Drugs and stolen vehicles seized by SANDF soldiers on border patrol


Members of the South African National Defence Force (SANDF) have recovered multiple stolen vehicles and hundreds of kilograms of drugs on the borders of South Africa, with one episode resulting in a shootout between smugglers and soldiers.

Over several days, multiple stolen vehicles were recovered by 15 South African Infantry Battalion (SAI), reports Captain CM Lengwasa for Joint Operations Tactical Headquarters Mpumalanga. On the evening of Friday 17 March 2023, 15 SAI received a tip-off from the South African Police Service (SAPS) that a suspected stolen vehicle was parked at a house south of Komatipoort. Bravo Company subsequently searched the house and found a Toyota Hilux Legend 50 in the garage. The owner of the house, a South African woman, was taken to Tonga Police Station for questioning and the vehicle taken into police custody.

The following day, Bravo Company soldiers were conducting patrols along the border with Mozambique when they spotted three vehicles driving towards them. When the soldiers approached the vehicles, their occupants started firing, and so the soldiers returned fire. The three drivers escaped on foot together with two suspects who were in the bushes directing the vehicles.

All three vehicles (two Toyota Fortuners and a Toyota Hilux Raider) were recovered with fake registrations.
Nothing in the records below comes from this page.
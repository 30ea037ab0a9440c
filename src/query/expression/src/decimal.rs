// Copyright 2021 Datafuse Labs
//
// Licensed under the Apache License, Version 2.0 (the "License");
// you may not use this file except in compliance with the License.
// You may obtain a copy of the License at
//
//     http://www.apache.org/licenses/LICENSE-2.0
//
// Unless required by applicable law or agreed to in writing, software
// distributed under the License is distributed on an "AS IS" BASIS,
// WITHOUT WARRANTIES OR CONDITIONS OF ANY KIND, either express or implied.
// See the License for the specific language governing permissions and
// limitations under the License.

use std::cmp::Ordering;
use std::fmt;
use std::fmt::Display;
use std::fmt::Formatter;
use std::hash::Hash;
use std::hash::Hasher;

/// Fixed-point decimal: an i128 mantissa scaled by a power of ten. Scale is
/// carried per value, not per column, so a decimal vector can hold mixed
/// scales. All arithmetic is checked; overflow surfaces as `None`.
#[derive(Debug, Clone, Copy)]
pub struct DecimalScalar {
    mantissa: i128,
    scale: u8,
}

/// Result scale floor for divisions, so `1 / 4` keeps its fraction.
const DIV_MIN_SCALE: u8 = 6;

fn pow10(n: u8) -> Option<i128> {
    10i128.checked_pow(n as u32)
}

impl DecimalScalar {
    pub fn new(mantissa: i128, scale: u8) -> Self {
        Self { mantissa, scale }
    }

    pub fn from_i128(value: i128) -> Self {
        Self::new(value, 0)
    }

    pub fn mantissa(&self) -> i128 {
        self.mantissa
    }

    pub fn scale(&self) -> u8 {
        self.scale
    }

    /// Raise the scale, multiplying the mantissa accordingly. Lowering the
    /// scale succeeds only when no digits are lost.
    pub fn rescale(&self, scale: u8) -> Option<DecimalScalar> {
        match scale.cmp(&self.scale) {
            Ordering::Equal => Some(*self),
            Ordering::Greater => {
                let factor = pow10(scale - self.scale)?;
                Some(Self::new(self.mantissa.checked_mul(factor)?, scale))
            }
            Ordering::Less => {
                let factor = pow10(self.scale - scale)?;
                if self.mantissa % factor != 0 {
                    return None;
                }
                Some(Self::new(self.mantissa / factor, scale))
            }
        }
    }

    /// Strip trailing zero digits. Used to canonicalize for equality/hashing.
    pub fn normalized(&self) -> DecimalScalar {
        let mut mantissa = self.mantissa;
        let mut scale = self.scale;
        while scale > 0 && mantissa % 10 == 0 {
            mantissa /= 10;
            scale -= 1;
        }
        Self::new(mantissa, scale)
    }

    fn aligned(self, other: DecimalScalar) -> Option<(i128, i128, u8)> {
        let scale = self.scale.max(other.scale);
        let lhs = self.rescale(scale)?;
        let rhs = other.rescale(scale)?;
        Some((lhs.mantissa, rhs.mantissa, scale))
    }

    pub fn checked_add(self, other: DecimalScalar) -> Option<DecimalScalar> {
        let (lhs, rhs, scale) = self.aligned(other)?;
        Some(Self::new(lhs.checked_add(rhs)?, scale))
    }

    pub fn checked_sub(self, other: DecimalScalar) -> Option<DecimalScalar> {
        let (lhs, rhs, scale) = self.aligned(other)?;
        Some(Self::new(lhs.checked_sub(rhs)?, scale))
    }

    pub fn checked_mul(self, other: DecimalScalar) -> Option<DecimalScalar> {
        let scale = self.scale.checked_add(other.scale)?;
        Some(Self::new(self.mantissa.checked_mul(other.mantissa)?, scale))
    }

    pub fn checked_div(self, other: DecimalScalar) -> Option<DecimalScalar> {
        if other.mantissa == 0 {
            return None;
        }
        let scale = self.scale.max(other.scale).max(DIV_MIN_SCALE);
        // numerator scale becomes `scale + other.scale` so the quotient keeps
        // exactly `scale` fractional digits.
        let factor = pow10(scale + other.scale - self.scale)?;
        let numerator = self.mantissa.checked_mul(factor)?;
        Some(Self::new(numerator / other.mantissa, scale).normalized())
    }

    /// Floor modulus over aligned mantissas; the result follows the sign of
    /// the divisor.
    pub fn checked_rem(self, other: DecimalScalar) -> Option<DecimalScalar> {
        if other.mantissa == 0 {
            return None;
        }
        let (lhs, rhs, scale) = self.aligned(other)?;
        let mut rem = lhs % rhs;
        if rem != 0 && (rem < 0) != (rhs < 0) {
            rem += rhs;
        }
        Some(Self::new(rem, scale))
    }

    pub fn checked_neg(self) -> Option<DecimalScalar> {
        Some(Self::new(self.mantissa.checked_neg()?, self.scale))
    }

    pub fn to_f64(&self) -> f64 {
        self.mantissa as f64 / 10f64.powi(self.scale as i32)
    }

    pub fn try_from_f64(value: f64) -> Option<DecimalScalar> {
        if !value.is_finite() {
            return None;
        }
        Self::parse(&format!("{}", value))
    }

    pub fn parse(text: &str) -> Option<DecimalScalar> {
        let text = text.trim();
        let (negative, digits) = match text.strip_prefix('-') {
            Some(rest) => (true, rest),
            None => (false, text.strip_prefix('+').unwrap_or(text)),
        };
        if digits.is_empty() {
            return None;
        }
        let (int_part, frac_part) = match digits.split_once('.') {
            Some((i, f)) => (i, f),
            None => (digits, ""),
        };
        if frac_part.len() > u8::MAX as usize {
            return None;
        }
        let mut mantissa: i128 = 0;
        for c in int_part.chars().chain(frac_part.chars()) {
            let digit = c.to_digit(10)? as i128;
            mantissa = mantissa.checked_mul(10)?.checked_add(digit)?;
        }
        if negative {
            mantissa = -mantissa;
        }
        Some(Self::new(mantissa, frac_part.len() as u8))
    }
}

impl PartialEq for DecimalScalar {
    fn eq(&self, other: &Self) -> bool {
        self.cmp(other) == Ordering::Equal
    }
}

impl Eq for DecimalScalar {}

impl PartialOrd for DecimalScalar {
    fn partial_cmp(&self, other: &Self) -> Option<Ordering> {
        Some(self.cmp(other))
    }
}

impl Ord for DecimalScalar {
    fn cmp(&self, other: &Self) -> Ordering {
        match self.aligned(*other) {
            Some((lhs, rhs, _)) => lhs.cmp(&rhs),
            // Alignment overflowed i128; magnitudes this far apart are safe to
            // order through f64.
            None => self.to_f64().total_cmp(&other.to_f64()),
        }
    }
}

impl Hash for DecimalScalar {
    fn hash<H: Hasher>(&self, state: &mut H) {
        let normalized = self.normalized();
        normalized.mantissa.hash(state);
        normalized.scale.hash(state);
    }
}

impl Display for DecimalScalar {
    fn fmt(&self, f: &mut Formatter<'_>) -> fmt::Result {
        let abs = self.mantissa.unsigned_abs();
        let sign = if self.mantissa < 0 { "-" } else { "" };
        if self.scale == 0 {
            return write!(f, "{}{}", sign, abs);
        }
        match 10u128.checked_pow(self.scale as u32) {
            Some(pow) => write!(
                f,
                "{}{}.{:0width$}",
                sign,
                abs / pow,
                abs % pow,
                width = self.scale as usize
            ),
            // scale beyond the mantissa width, the value is a pure fraction
            None => write!(f, "{}{}e-{}", sign, abs, self.scale),
        }
    }
}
Two were reported stolen and one vehicle had no records. All three vehicles were handed over to the SAPS.

In addition to stolen vehicles, 15 SAI soldiers also recovered large quantities of drugs, Captain Clifford Mabalane Lengwasa reported for Joint Operations Tactical Headquarters Mpumalanga. On 18 March in the Monzana area of operations, soldiers confronted two men crossing from Eswatini with sack bags. On seeing the soldiers, they dropped their bags, containing 60 kg of dagga, and fled back to Eswatini. The recovered dagga has an estimated value of R250 000.

That evening, at Emahlathini, soldiers apprehended a man illegally crossing from Eswatini with ten rolls of dagga. He was handed over to Piet Retief Port of Entry SA Police Service. The dagga weighed 4 kg and was valued at R18 034. Shortly afterwards, soldiers apprehended two men also crossing from Eswatini with 3.7 kg of dagga worth R15 000. They were handed over to the SAPS.

Later that night, soldiers spotted a vehicle making a U-turn on their patrol route and halted a Volkswagen Amarok that was suspected to have been stolen. Upon being searched, it was discovered to have been carrying 33 plastic bags of dagga weighing nearly 100 kg and valued at R409 000. The suspected smugglers were apprehended and detained and the vehicle was impounded.

Soldiers subsequently discovered nine abandoned bags along the border fence containing 334 kg of dagga with an estimated value of R1.4 million. In total, 500 kg of dagga was recovered, with a combined value of R2.1 million.

Lengwasa said the SANDF and SAPS are doing a stellar job in mitigating the crime in Mpumalanga with Operation Corona border safety operations. “The union between the two Departments’ representatives in Macadamia is fruitful and restores the trust of the civilians towards these organisations.”